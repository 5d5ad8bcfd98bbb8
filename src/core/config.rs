use once_cell::sync::Lazy;
use std::env;
use std::time::Duration;
use strum::{AsRefStr, EnumString};

/// Bot token
/// Read from BOT_TOKEN or TELOXIDE_TOKEN environment variable
pub static BOT_TOKEN: Lazy<String> = Lazy::new(|| {
    env::var("BOT_TOKEN")
        .or_else(|_| env::var("TELOXIDE_TOKEN"))
        .unwrap_or_else(|_| String::new())
});

/// Custom Bot API server (e.g. a local telegram-bot-api instance)
/// Read from BOT_API_URL environment variable
pub static BOT_API_URL: Lazy<Option<String>> =
    Lazy::new(|| env::var("BOT_API_URL").ok().filter(|url| !url.trim().is_empty()));

/// Database file path
/// Read from DATABASE_PATH environment variable
/// Default: tallerbot.sqlite
pub static DATABASE_PATH: Lazy<String> =
    Lazy::new(|| env::var("DATABASE_PATH").unwrap_or_else(|_| "tallerbot.sqlite".to_string()));

/// Booking flow document
/// Read from FLOW_FILE_PATH environment variable
/// Default: flows/agendar.yaml
pub static FLOW_FILE_PATH: Lazy<String> =
    Lazy::new(|| env::var("FLOW_FILE_PATH").unwrap_or_else(|_| "flows/agendar.yaml".to_string()));

/// Log file path
/// Read from LOG_FILE_PATH environment variable
/// Default: tallerbot.log
pub static LOG_FILE_PATH: Lazy<String> =
    Lazy::new(|| env::var("LOG_FILE_PATH").unwrap_or_else(|_| "tallerbot.log".to_string()));

/// Log level (error, warn, info, debug, trace)
/// Read from LOG_LEVEL environment variable
/// Default: info
pub static LOG_LEVEL: Lazy<String> = Lazy::new(|| env::var("LOG_LEVEL").unwrap_or_else(|_| "info".to_string()));

/// Where conversation sessions live.
#[derive(Debug, Clone, Copy, Default, PartialEq, Eq, EnumString, AsRefStr)]
#[strum(serialize_all = "lowercase", ascii_case_insensitive)]
pub enum SessionBackend {
    /// Survives restarts
    #[default]
    Sqlite,
    /// Lost on restart; for local runs and tests
    Memory,
}

impl SessionBackend {
    fn parse_or_default(raw: Option<&str>) -> Self {
        match raw.map(str::trim).filter(|s| !s.is_empty()) {
            None => Self::default(),
            Some(raw) => raw.parse().unwrap_or_else(|_| {
                log::warn!("Unknown SESSION_BACKEND '{}', using sqlite", raw);
                Self::default()
            }),
        }
    }
}

/// Read from SESSION_BACKEND environment variable (sqlite | memory)
/// Default: sqlite
pub static SESSION_BACKEND: Lazy<SessionBackend> =
    Lazy::new(|| SessionBackend::parse_or_default(env::var("SESSION_BACKEND").ok().as_deref()));

/// Staff configuration
pub mod staff {
    use once_cell::sync::Lazy;
    use std::env;

    pub(crate) fn parse_staff_ids(raw: &str) -> Vec<i64> {
        raw.split([',', ' ', '\n', '\t'])
            .filter_map(|part| part.trim().parse::<i64>().ok())
            .collect()
    }

    /// Telegram user IDs allowed to run staff commands (comma-separated)
    /// Read from STAFF_IDS environment variable
    /// Empty means nobody is staff
    pub static STAFF_IDS: Lazy<Vec<i64>> = Lazy::new(|| {
        env::var("STAFF_IDS")
            .ok()
            .map(|raw| parse_staff_ids(&raw))
            .unwrap_or_default()
    });
}

/// Job listing configuration
pub mod jobs {
    /// Rows shown by /trabajos
    pub const LIST_LIMIT: usize = 20;

    /// Rows shown by /mistrabajos
    pub const CUSTOMER_LIST_LIMIT: usize = 10;
}

/// Startup retry configuration
pub mod retry {
    use super::Duration;

    /// Attempts at reaching the Bot API before giving up
    pub const MAX_STARTUP_ATTEMPTS: u32 = 5;

    /// Base delay between startup attempts (in seconds)
    pub const STARTUP_RETRY_DELAY_SECS: u64 = 2;

    /// Exponential backoff base
    pub const EXPONENTIAL_BACKOFF_BASE: u64 = 2;

    /// Delay before attempt `attempt` (1-based)
    pub fn startup_delay(attempt: u32) -> Duration {
        let exp = EXPONENTIAL_BACKOFF_BASE.saturating_pow(attempt.saturating_sub(1));
        Duration::from_secs(STARTUP_RETRY_DELAY_SECS.saturating_mul(exp))
    }
}

/// Network configuration
pub mod network {
    use super::Duration;

    /// Timeout for Bot API requests (in seconds)
    /// Long polling holds a request open, so this must exceed the polling timeout
    pub const REQUEST_TIMEOUT_SECS: u64 = 60;

    pub fn timeout() -> Duration {
        Duration::from_secs(REQUEST_TIMEOUT_SECS)
    }
}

__TASK TO COMPLETE__
Using the material above, find each line that holds "tallerbot" and copy that line.

__FINISHED TASK__
/// Default: tallerbot.sqlite
    Lazy::new(|| env::var("DATABASE_PATH").unwrap_or_else(|_| "tallerbot.sqlite".to_string()));
/// Default: tallerbot.log
    Lazy::new(|| env::var("LOG_FILE_PATH").unwrap_or_else(|_| "tallerbot.log".to_string()));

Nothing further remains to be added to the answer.